// Author: Eshan Roy
// SPDX-License-Identifier: MIT

//! Working tree status entries and porcelain parsing.

use serde::Serialize;
use std::collections::HashSet;
use std::fmt;

/// Primary status of a changed file.
#[derive(Debug, Clone, Copy, PartialEq, Eq, Hash, Serialize)]
#[serde(rename_all = "lowercase")]
pub enum StatusCode {
    Modified,
    Added,
    Deleted,
    Renamed,
    Untracked,
    Unknown,
}

impl StatusCode {
    /// Derive the status from a raw two-character porcelain status.
    ///
    /// The first non-space character is the primary signal, so both the
    /// index column (`M `) and the worktree column (` M`) count.
    pub fn from_raw(raw: &str) -> Self {
        match raw.trim().chars().next() {
            Some('M') => StatusCode::Modified,
            Some('A') => StatusCode::Added,
            Some('D') => StatusCode::Deleted,
            Some('R') => StatusCode::Renamed,
            Some('?') => StatusCode::Untracked,
            _ => StatusCode::Unknown,
        }
    }

    /// Human-readable label.
    pub fn label(&self) -> &'static str {
        match self {
            StatusCode::Modified => "Modified",
            StatusCode::Added => "Added",
            StatusCode::Deleted => "Deleted",
            StatusCode::Renamed => "Renamed",
            StatusCode::Untracked => "Untracked",
            StatusCode::Unknown => "Unknown",
        }
    }

    /// All status codes, in display order.
    pub fn all() -> &'static [StatusCode] {
        &[
            StatusCode::Modified,
            StatusCode::Added,
            StatusCode::Deleted,
            StatusCode::Renamed,
            StatusCode::Untracked,
            StatusCode::Unknown,
        ]
    }
}

impl fmt::Display for StatusCode {
    fn fmt(&self, f: &mut fmt::Formatter<'_>) -> fmt::Result {
        write!(f, "{}", self.label())
    }
}

/// A single entry of the working tree status.
#[derive(Debug, Clone, PartialEq, Eq, Serialize)]
pub struct ChangedFile {
    /// Slash-separated path relative to the repository root.
    pub path: String,
    /// Trimmed raw status as reported by git (`M`, `??`, `RM`, ...).
    #[serde(rename = "status")]
    pub raw_status: String,
    /// Primary status category.
    #[serde(skip)]
    pub code: StatusCode,
}

impl ChangedFile {
    /// Create a changed file from a path and a raw status.
    pub fn new(path: impl Into<String>, raw_status: &str) -> Self {
        let raw_status = raw_status.trim().to_string();
        let code = StatusCode::from_raw(&raw_status);
        Self {
            path: path.into(),
            raw_status,
            code,
        }
    }
}

/// Parse one `git status --porcelain` line.
///
/// Renames (`R  old -> new`) keep only the destination path. Either side may
/// be C-quoted by git.
pub fn parse_status_line(line: &str) -> Option<ChangedFile> {
    if line.trim().is_empty() {
        return None;
    }

    let (status, rest) = match (line.get(..2), line.get(3..)) {
        (Some(status), Some(rest)) if !rest.trim().is_empty() => (status, rest.trim()),
        _ => {
            tracing::debug!("Skipping malformed status line: {:?}", line);
            return None;
        }
    };

    let (mut path, remainder) = take_path(rest);
    if let Some(destination) = remainder.strip_prefix(" -> ") {
        path = take_path(destination).0;
    }

    Some(ChangedFile::new(path, status))
}

/// Parse the full output of `git status --porcelain`.
///
/// Each path is kept once; later duplicates are dropped.
pub fn parse_porcelain(output: &str) -> Vec<ChangedFile> {
    let mut seen = HashSet::new();
    let mut files = Vec::new();

    for file in output.lines().filter_map(parse_status_line) {
        if seen.insert(file.path.clone()) {
            files.push(file);
        } else {
            tracing::debug!("Dropping duplicate status entry for {}", file.path);
        }
    }

    files
}

/// Read one path off the front of `input`, returning it and what follows.
fn take_path(input: &str) -> (String, &str) {
    if let Some(quoted) = input.strip_prefix('"') {
        return unquote(quoted);
    }
    match input.find(" -> ") {
        Some(end) => (input[..end].to_string(), &input[end..]),
        None => (input.to_string(), ""),
    }
}

/// Decode a C-quoted path up to its closing quote.
///
/// Octal escapes are raw bytes, so `caf\303\251` decodes to `café`.
fn unquote(input: &str) -> (String, &str) {
    let mut bytes: Vec<u8> = Vec::with_capacity(input.len());
    let mut chars = input.char_indices().peekable();

    while let Some((i, c)) = chars.next() {
        match c {
            '"' => return (String::from_utf8_lossy(&bytes).into_owned(), &input[i + 1..]),
            '\\' => match chars.next() {
                Some((_, digit @ '0'..='7')) => {
                    let mut value = digit as u32 - '0' as u32;
                    for _ in 0..2 {
                        match chars.peek() {
                            Some(&(_, d @ '0'..='7')) => {
                                value = value * 8 + (d as u32 - '0' as u32);
                                chars.next();
                            }
                            _ => break,
                        }
                    }
                    bytes.push(value as u8);
                }
                Some((_, 'a')) => bytes.push(0x07),
                Some((_, 'b')) => bytes.push(0x08),
                Some((_, 'f')) => bytes.push(0x0c),
                Some((_, 'n')) => bytes.push(b'\n'),
                Some((_, 'r')) => bytes.push(b'\r'),
                Some((_, 't')) => bytes.push(b'\t'),
                Some((_, 'v')) => bytes.push(0x0b),
                Some((_, other)) => push_char(&mut bytes, other),
                None => bytes.push(b'\\'),
            },
            other => push_char(&mut bytes, other),
        }
    }

    // unterminated quote: keep what was read
    (String::from_utf8_lossy(&bytes).into_owned(), "")
}

fn push_char(bytes: &mut Vec<u8>, c: char) {
    let mut buf = [0u8; 4];
    bytes.extend_from_slice(c.encode_utf8(&mut buf).as_bytes());
}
+===+
EXERCISE —
Each line of the records, from the opening one through the line holding "pub fn from_raw(raw: &str)", should be restated word for word, with nothing else in the answer.

YOUR RESPONSE —
// Author: Eshan Roy
// SPDX-License-Identifier: MIT

//! Working tree status entries and porcelain parsing.

use serde::Serialize;
use std::collections::HashSet;
use std::fmt;

/// Primary status of a changed file.
#[derive(Debug, Clone, Copy, PartialEq, Eq, Hash, Serialize)]
#[serde(rename_all = "lowercase")]
pub enum StatusCode {
    Modified,
    Added,
    Deleted,
    Renamed,
    Untracked,
    Unknown,
}

impl StatusCode {
    /// Derive the status from a raw two-character porcelain status.
    ///
    /// The first non-space character is the primary signal, so both the
    /// index column (`M `) and the worktree column (` M`) count.
    pub fn from_raw(raw: &str) -> Self {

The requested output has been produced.